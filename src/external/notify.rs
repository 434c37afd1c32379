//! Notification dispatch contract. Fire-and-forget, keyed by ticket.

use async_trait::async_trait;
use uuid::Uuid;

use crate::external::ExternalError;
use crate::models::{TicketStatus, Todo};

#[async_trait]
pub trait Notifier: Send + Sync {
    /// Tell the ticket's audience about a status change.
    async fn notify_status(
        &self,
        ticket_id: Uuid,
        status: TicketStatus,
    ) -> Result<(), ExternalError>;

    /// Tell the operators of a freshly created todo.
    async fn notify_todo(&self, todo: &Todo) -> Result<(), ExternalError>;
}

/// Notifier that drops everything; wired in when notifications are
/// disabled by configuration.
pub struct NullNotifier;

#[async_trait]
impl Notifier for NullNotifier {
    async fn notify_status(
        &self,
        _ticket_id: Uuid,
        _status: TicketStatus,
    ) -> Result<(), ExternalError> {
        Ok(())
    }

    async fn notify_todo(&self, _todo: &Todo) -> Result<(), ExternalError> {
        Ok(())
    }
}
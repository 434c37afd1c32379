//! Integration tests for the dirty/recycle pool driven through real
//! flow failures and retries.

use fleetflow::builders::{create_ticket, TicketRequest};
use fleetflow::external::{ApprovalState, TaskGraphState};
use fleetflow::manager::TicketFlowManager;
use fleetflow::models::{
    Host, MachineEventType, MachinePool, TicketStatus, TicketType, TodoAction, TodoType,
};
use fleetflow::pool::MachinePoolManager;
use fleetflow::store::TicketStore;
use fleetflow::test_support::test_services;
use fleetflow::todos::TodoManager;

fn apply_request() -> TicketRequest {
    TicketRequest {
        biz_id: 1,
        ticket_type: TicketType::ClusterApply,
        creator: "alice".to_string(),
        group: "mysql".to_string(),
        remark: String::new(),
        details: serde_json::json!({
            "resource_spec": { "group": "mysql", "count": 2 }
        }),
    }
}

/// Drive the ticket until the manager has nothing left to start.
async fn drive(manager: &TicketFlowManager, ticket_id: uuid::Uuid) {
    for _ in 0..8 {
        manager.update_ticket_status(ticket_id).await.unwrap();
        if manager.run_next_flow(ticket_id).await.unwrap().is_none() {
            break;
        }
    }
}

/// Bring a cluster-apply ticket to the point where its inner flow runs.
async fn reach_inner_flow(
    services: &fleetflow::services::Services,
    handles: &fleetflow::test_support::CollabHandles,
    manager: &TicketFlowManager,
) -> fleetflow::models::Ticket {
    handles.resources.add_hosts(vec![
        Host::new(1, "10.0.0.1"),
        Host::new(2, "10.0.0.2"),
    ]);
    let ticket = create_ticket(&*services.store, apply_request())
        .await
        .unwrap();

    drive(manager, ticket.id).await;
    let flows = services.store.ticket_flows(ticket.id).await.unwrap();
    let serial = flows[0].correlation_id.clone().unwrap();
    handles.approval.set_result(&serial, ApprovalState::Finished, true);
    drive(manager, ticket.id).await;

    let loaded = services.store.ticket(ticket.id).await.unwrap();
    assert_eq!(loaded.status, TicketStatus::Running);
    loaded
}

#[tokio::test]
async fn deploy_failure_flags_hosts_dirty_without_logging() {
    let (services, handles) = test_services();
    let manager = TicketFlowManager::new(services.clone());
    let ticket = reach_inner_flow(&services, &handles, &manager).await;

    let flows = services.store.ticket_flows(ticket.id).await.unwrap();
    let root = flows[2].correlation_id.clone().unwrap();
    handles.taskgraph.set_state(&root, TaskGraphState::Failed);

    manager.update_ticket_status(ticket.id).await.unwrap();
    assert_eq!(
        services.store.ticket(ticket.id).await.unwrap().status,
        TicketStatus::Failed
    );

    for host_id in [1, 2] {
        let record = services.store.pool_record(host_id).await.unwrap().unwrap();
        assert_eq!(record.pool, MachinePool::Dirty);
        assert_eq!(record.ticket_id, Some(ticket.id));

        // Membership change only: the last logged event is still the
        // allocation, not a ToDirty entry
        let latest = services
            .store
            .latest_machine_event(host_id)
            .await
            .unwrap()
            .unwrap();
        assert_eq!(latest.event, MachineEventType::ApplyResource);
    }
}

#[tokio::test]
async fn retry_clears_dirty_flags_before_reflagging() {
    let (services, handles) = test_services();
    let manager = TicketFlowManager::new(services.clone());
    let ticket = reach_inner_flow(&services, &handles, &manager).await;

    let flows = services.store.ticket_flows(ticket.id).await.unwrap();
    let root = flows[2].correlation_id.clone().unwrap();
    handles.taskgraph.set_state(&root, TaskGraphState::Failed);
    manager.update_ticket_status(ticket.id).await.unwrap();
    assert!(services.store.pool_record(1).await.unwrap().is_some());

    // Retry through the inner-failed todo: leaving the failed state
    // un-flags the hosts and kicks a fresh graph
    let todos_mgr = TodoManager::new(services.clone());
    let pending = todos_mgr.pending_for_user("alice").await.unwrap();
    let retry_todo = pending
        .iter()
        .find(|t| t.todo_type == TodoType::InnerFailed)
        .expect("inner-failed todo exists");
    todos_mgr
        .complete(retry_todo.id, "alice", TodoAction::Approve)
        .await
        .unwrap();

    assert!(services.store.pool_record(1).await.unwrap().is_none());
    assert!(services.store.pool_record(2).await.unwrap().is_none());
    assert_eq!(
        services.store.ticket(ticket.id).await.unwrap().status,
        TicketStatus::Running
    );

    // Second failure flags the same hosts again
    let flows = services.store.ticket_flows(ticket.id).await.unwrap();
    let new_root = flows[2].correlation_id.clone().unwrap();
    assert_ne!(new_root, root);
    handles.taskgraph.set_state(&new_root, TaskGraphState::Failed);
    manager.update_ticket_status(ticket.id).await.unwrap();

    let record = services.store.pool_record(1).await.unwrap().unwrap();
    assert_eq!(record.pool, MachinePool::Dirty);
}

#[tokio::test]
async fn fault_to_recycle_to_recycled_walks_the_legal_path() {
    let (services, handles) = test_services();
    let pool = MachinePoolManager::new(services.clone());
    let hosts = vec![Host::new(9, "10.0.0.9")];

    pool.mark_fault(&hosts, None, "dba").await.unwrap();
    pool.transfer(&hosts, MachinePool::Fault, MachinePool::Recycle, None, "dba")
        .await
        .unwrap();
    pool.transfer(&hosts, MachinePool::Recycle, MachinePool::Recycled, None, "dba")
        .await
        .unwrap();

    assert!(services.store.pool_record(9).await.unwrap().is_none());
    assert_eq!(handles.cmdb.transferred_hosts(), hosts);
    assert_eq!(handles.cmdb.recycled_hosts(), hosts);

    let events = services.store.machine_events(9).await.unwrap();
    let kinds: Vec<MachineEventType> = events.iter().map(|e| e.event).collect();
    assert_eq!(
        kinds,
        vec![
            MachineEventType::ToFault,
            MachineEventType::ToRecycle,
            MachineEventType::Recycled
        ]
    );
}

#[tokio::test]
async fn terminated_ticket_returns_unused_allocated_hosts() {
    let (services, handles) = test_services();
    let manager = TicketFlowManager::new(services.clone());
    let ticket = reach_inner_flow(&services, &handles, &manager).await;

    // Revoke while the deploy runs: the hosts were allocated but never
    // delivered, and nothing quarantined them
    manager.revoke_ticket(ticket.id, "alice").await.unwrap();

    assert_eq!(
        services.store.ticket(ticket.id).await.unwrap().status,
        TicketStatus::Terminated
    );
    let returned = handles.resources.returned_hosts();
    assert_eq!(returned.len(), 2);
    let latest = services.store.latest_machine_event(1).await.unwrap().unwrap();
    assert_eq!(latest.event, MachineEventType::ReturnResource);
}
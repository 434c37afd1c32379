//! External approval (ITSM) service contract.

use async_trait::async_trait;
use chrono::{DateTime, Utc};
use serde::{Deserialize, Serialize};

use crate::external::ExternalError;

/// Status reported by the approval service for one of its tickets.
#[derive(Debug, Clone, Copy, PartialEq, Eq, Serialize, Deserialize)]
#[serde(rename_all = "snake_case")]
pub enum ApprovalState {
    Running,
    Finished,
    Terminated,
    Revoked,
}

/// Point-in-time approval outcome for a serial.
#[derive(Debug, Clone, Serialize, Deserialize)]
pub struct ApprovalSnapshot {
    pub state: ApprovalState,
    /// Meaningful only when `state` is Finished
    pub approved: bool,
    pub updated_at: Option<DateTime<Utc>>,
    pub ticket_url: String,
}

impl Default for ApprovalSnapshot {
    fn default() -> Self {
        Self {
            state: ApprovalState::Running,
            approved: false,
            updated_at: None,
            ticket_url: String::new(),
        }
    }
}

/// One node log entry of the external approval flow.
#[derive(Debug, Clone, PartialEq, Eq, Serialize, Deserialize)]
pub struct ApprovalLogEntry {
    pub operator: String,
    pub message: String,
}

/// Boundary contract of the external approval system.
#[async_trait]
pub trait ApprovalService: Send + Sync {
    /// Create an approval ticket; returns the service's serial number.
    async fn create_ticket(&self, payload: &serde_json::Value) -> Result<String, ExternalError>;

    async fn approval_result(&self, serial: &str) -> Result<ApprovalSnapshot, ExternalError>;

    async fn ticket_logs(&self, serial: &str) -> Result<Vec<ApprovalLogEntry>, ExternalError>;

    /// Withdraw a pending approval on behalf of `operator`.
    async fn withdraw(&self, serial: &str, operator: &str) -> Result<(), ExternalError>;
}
○ ○ ○
● Exercise requirements: Search the records for the word "PartialEq" and return every line that holds it.

● Answer box:
#[derive(Debug, Clone, Copy, PartialEq, Eq, Serialize, Deserialize)]
#[derive(Debug, Clone, PartialEq, Eq, Serialize, Deserialize)]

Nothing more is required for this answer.